Dawson’s Extinction: a Reply to Kolbert  

“…the capitalistic system that has come to dominate the world over the last five centuries is grounded in and thrives on dispossession.  When viewed through the lens of extinction, it is an economic system and culture founded on a drive to annihilate everything in its path” (Extinction, 96). 

     Dawson traces this domination back a least to 1500, based upon the “massive decimation of global biodiversity” (9) caused by human development, chopping up habitats into “dwindling fragments,” overharvesting, and  “anthropogenic climate change” since that time.  Now, “the Earth is losing about hundred species a day.”

       Elizabeth Kolbert’s magnificent The Sixth Extinction took us on a “terrifying tour” from the first great extinction to the sixth, from mountain tops to ocean depths throughout the planet, to depict “the worst catastrophe for life on Earth” since the asteroid destroyed the dinosaurs.  By our nature, our very creativity, she argues, “human beings have been cursed with the capacity to destroy other species wholesale for many millennia” (97). 

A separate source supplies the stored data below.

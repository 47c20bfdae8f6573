//! Facility records and the joined projection served by the API.

use serde::{Deserialize, Serialize};
use sqlx::FromRow;

use crate::model::geo::PlaceRef;

/// Suffix that page URLs append to facility slugs.
pub const URL_SUFFIX: &str = "-asbestos-exposure";

/// A physical site record.
#[derive(Debug, Clone, PartialEq, Serialize, Deserialize, FromRow)]
#[serde(rename_all = "camelCase")]
pub struct Facility {
    pub id: i32,
    pub name: String,
    pub slug: String,
    #[serde(default)]
    pub address: Option<String>,
    #[serde(default)]
    pub company_name: Option<String>,
    #[serde(default)]
    pub description: Option<String>,
    #[serde(default)]
    pub meta_title: Option<String>,
    #[serde(default)]
    pub meta_description: Option<String>,
    #[serde(default)]
    pub seo_keyword: Option<String>,
    #[serde(default)]
    pub operational_years: Option<String>,
    #[serde(default)]
    pub facility_type: Option<String>,
    pub city_id: i32,
    #[serde(default)]
    pub category_id: Option<i32>,
}

/// Facility joined with its city, state and category.
#[derive(Debug, Clone, PartialEq, Serialize)]
pub struct FacilityView {
    #[serde(flatten)]
    pub facility: Facility,
    pub city: PlaceRef,
    pub state: PlaceRef,
    pub category: Option<PlaceRef>,
}

/// Filters shared by every facility listing.
///
/// Unset fields do not constrain the result. Results are always ordered by
/// facility name ascending.
#[derive(Debug, Clone, Default, PartialEq)]
pub struct FacilityQuery {
    pub city_id: Option<i32>,
    pub state_id: Option<i32>,
    pub category_id: Option<i32>,
    pub exclude_id: Option<i32>,
    pub limit: Option<i64>,
}

impl FacilityQuery {
    /// Other facilities in the same city as `source`.
    pub fn nearby(source: &Facility, limit: i64) -> Self {
        Self {
            city_id: Some(source.city_id),
            exclude_id: Some(source.id),
            limit: Some(limit),
            ..Self::default()
        }
    }

    /// Other facilities in the same category as `source`; any facility when
    /// the source is uncategorized.
    pub fn related(source: &Facility, limit: i64) -> Self {
        Self {
            category_id: source.category_id,
            exclude_id: Some(source.id),
            limit: Some(limit),
            ..Self::default()
        }
    }
}

/// Strips the optional page-URL suffix from a facility slug segment.
pub fn strip_url_suffix(segment: &str) -> &str {
    segment.strip_suffix(URL_SUFFIX).unwrap_or(segment)
}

     But, Dawson counters. her “sweeping indictment  of an undifferentiated humanity is both historically inaccurate and politically disempowering.”  Such a perspective “offers no understanding of the structural forces that generate exploitation and ecocide,” and it fails to acknowledge that “many human cultures have learned to live in relative harmony” with their flora and fauna.  “Such a perspective is truly hopeless” (98-99).    

     Thus in addition to human nature, another factor must be added to explain the massive decimation of species. Not humanity as a whole, but its cultural and economic choices make the difference.  “Everyone is not equally responsible. “  “”…capitalism has unleashed waves of enclosure, imperialism, warfare, and ecocide over the last five hundred years that have benefitted a very small segment of humanity while displacing, immiserating, enslaving, and destroying countless numbers of people, animals, and plants.”

     “If capitalism is the ultimate cause and prime engine of the extinction [and climate] crisis,” we can hope to challenge it, in contrast to waiting for evolution or forcing human nature to change, neither of which options remain open.   Capitalism is a “specific economic system,” and we can change it, and quickly, if we only will.  Instead of being weighed down by “human nature,” anti-capitalism “can be liberating, triggering myriad constructive projects and emancipatory prospects.”  These are the “radical transformations” we need and soon.